What the exercise asks: Looking at the listing below, retype exactly the lines starting at the one containing "let mut best: Option<(f32, usize)>" and ending at the one containing "pub fn restore_state(&mut", both included, and nothing else.

Records for this exercise:
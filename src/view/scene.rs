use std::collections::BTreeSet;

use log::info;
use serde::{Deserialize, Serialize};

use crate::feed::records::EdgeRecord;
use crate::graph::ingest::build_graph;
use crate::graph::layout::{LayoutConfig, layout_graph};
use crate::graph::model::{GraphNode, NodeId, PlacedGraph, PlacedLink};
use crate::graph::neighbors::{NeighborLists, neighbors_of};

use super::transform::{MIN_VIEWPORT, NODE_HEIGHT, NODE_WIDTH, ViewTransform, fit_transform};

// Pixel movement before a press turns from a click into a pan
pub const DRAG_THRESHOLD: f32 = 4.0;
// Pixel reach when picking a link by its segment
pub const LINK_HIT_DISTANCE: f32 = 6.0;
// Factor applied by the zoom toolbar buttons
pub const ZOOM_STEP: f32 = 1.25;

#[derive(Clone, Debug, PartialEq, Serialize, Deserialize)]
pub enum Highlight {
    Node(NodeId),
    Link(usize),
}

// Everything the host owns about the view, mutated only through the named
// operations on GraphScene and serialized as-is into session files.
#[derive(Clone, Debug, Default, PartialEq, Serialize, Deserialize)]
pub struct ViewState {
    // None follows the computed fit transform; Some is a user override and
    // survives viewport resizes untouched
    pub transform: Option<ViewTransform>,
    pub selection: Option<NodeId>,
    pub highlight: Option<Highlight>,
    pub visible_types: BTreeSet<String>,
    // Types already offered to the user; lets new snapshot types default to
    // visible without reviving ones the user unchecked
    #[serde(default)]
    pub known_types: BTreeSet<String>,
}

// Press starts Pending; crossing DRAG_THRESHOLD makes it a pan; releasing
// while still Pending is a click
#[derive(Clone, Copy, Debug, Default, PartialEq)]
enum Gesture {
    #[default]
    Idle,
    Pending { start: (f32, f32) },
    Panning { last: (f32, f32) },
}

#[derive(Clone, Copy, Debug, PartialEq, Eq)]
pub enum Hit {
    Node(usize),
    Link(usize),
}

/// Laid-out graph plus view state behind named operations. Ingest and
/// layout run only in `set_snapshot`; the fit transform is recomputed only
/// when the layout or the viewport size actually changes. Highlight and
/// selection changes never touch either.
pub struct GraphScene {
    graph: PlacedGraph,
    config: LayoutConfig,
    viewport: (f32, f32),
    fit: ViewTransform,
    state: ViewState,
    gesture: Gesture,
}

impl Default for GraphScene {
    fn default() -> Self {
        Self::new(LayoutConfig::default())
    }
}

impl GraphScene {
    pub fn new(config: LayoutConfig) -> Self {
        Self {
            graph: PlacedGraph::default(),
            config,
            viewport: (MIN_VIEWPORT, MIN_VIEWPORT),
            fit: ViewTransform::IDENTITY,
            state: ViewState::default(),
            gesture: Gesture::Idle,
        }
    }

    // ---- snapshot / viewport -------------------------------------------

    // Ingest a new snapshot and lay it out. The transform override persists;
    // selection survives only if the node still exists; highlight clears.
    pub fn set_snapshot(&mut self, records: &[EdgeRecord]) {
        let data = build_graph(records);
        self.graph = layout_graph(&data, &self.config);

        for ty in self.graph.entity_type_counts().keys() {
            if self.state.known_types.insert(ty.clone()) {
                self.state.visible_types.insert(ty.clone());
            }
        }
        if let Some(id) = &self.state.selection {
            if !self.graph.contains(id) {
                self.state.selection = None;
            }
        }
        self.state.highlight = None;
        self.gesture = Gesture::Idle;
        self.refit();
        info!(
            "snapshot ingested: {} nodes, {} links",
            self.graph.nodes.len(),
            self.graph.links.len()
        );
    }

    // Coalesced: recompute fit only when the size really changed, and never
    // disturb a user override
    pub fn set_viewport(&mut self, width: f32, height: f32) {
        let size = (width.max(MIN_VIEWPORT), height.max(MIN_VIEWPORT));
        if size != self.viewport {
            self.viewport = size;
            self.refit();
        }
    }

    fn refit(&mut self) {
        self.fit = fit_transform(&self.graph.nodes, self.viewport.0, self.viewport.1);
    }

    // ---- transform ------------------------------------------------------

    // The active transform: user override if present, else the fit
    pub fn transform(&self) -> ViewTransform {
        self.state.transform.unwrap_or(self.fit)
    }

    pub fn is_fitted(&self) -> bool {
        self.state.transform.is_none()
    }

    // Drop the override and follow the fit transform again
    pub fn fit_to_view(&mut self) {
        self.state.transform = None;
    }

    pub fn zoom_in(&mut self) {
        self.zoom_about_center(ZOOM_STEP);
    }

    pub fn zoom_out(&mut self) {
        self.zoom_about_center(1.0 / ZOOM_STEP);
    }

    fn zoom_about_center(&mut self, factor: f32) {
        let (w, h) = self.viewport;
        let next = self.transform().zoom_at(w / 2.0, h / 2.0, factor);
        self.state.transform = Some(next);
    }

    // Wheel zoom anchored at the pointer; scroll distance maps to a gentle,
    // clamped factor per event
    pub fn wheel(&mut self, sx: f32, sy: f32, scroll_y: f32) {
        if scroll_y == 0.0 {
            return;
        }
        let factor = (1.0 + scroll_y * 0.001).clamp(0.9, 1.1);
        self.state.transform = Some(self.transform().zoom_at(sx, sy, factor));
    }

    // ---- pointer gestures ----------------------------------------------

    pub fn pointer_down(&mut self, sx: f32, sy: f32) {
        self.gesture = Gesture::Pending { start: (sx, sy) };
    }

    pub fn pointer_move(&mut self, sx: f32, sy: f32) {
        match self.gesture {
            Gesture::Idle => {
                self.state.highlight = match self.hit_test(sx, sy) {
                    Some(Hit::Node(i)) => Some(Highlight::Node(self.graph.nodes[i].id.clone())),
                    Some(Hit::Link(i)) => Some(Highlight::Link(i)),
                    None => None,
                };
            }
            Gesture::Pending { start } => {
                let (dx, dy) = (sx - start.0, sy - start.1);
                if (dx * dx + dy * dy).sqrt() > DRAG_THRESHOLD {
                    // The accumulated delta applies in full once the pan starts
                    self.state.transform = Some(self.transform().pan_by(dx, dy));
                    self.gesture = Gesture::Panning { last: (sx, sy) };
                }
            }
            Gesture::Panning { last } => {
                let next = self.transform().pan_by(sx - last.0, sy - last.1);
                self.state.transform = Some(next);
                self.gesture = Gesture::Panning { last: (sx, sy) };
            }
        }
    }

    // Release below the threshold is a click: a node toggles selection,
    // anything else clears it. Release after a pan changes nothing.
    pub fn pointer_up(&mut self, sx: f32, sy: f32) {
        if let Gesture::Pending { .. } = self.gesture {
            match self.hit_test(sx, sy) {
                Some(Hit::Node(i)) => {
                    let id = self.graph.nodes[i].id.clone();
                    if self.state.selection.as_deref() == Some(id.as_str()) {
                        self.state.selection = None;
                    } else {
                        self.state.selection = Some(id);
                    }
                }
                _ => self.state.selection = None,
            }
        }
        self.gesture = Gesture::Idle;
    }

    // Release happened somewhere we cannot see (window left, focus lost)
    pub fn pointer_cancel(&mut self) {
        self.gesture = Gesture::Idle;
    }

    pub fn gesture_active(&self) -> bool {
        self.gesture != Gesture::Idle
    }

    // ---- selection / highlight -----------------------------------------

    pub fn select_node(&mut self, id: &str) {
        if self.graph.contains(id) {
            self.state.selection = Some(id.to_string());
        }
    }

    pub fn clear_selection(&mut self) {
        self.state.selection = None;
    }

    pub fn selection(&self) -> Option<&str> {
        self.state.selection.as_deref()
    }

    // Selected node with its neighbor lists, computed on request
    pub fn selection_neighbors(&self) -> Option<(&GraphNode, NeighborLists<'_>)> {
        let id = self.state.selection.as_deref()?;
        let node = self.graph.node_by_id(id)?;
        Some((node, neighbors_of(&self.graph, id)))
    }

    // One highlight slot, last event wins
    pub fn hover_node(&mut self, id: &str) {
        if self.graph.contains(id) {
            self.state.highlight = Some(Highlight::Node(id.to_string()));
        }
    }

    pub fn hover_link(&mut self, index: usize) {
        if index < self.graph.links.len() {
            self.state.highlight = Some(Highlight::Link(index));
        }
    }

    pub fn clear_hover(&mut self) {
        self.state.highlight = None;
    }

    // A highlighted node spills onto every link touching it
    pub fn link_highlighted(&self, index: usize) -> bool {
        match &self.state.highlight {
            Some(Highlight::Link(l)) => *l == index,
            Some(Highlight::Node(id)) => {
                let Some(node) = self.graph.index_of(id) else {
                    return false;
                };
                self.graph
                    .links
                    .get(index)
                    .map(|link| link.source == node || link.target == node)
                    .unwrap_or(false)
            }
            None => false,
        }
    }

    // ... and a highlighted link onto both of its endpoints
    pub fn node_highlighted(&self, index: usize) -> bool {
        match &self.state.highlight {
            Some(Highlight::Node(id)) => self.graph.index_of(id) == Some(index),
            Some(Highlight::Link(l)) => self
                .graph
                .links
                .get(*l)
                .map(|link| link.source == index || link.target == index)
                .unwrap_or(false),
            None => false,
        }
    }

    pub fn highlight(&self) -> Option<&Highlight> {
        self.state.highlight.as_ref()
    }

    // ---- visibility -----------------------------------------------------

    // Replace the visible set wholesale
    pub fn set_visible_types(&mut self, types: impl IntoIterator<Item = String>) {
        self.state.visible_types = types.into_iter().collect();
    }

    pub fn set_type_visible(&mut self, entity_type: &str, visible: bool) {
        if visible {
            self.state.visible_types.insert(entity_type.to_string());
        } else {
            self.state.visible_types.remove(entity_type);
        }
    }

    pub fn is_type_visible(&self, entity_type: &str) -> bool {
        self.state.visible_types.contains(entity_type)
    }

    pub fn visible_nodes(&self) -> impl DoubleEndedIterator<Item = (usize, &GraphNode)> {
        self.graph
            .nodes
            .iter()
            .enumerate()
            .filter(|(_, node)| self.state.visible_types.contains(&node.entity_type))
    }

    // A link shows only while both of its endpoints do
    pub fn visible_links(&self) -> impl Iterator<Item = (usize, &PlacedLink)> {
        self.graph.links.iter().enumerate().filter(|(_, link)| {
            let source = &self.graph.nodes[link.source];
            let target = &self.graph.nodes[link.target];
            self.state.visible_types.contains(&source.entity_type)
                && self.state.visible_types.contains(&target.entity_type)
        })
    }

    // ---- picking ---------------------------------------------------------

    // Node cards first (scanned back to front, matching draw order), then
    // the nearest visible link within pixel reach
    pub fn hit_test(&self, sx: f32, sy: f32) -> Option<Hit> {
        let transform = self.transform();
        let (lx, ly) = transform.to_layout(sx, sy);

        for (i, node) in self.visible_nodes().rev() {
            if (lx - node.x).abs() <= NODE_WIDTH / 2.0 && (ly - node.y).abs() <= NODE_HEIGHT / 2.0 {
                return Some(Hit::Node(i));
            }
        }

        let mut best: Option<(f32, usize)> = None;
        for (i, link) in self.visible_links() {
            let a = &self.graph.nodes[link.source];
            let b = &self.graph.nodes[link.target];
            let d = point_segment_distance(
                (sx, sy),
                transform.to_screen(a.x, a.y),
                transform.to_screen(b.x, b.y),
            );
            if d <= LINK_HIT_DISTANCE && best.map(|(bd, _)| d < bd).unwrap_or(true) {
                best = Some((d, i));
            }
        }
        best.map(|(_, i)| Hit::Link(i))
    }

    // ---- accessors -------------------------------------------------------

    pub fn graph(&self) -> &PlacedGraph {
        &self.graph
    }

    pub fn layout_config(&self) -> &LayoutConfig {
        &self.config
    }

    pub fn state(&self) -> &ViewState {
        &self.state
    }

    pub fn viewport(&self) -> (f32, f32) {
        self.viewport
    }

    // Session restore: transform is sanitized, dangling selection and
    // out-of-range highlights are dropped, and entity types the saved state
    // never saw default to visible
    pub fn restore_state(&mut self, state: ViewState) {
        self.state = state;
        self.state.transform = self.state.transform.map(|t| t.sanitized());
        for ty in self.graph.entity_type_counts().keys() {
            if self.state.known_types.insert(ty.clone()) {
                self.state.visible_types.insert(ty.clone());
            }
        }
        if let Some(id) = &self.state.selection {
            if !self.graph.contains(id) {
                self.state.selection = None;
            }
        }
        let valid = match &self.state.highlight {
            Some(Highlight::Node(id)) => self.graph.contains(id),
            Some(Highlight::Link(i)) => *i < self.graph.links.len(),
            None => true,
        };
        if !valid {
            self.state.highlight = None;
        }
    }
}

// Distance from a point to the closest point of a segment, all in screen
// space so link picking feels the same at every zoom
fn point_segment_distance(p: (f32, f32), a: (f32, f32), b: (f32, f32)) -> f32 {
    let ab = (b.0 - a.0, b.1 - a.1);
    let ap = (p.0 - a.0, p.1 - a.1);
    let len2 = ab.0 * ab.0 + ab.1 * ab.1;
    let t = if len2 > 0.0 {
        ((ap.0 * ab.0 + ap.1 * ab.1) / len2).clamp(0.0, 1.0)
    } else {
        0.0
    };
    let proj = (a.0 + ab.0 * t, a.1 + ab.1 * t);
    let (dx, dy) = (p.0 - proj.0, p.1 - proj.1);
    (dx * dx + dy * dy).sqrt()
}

Exercise answer:
        let mut best: Option<(f32, usize)> = None;
        for (i, link) in self.visible_links() {
            let a = &self.graph.nodes[link.source];
            let b = &self.graph.nodes[link.target];
            let d = point_segment_distance(
                (sx, sy),
                transform.to_screen(a.x, a.y),
                transform.to_screen(b.x, b.y),
            );
            if d <= LINK_HIT_DISTANCE && best.map(|(bd, _)| d < bd).unwrap_or(true) {
                best = Some((d, i));
            }
        }
        best.map(|(_, i)| Hit::Link(i))
    }

    // ---- accessors -------------------------------------------------------

    pub fn graph(&self) -> &PlacedGraph {
        &self.graph
    }

    pub fn layout_config(&self) -> &LayoutConfig {
        &self.config
    }

    pub fn state(&self) -> &ViewState {
        &self.state
    }

    pub fn viewport(&self) -> (f32, f32) {
        self.viewport
    }

    // Session restore: transform is sanitized, dangling selection and
    // out-of-range highlights are dropped, and entity types the saved state
    // never saw default to visible
    pub fn restore_state(&mut self, state: ViewState) {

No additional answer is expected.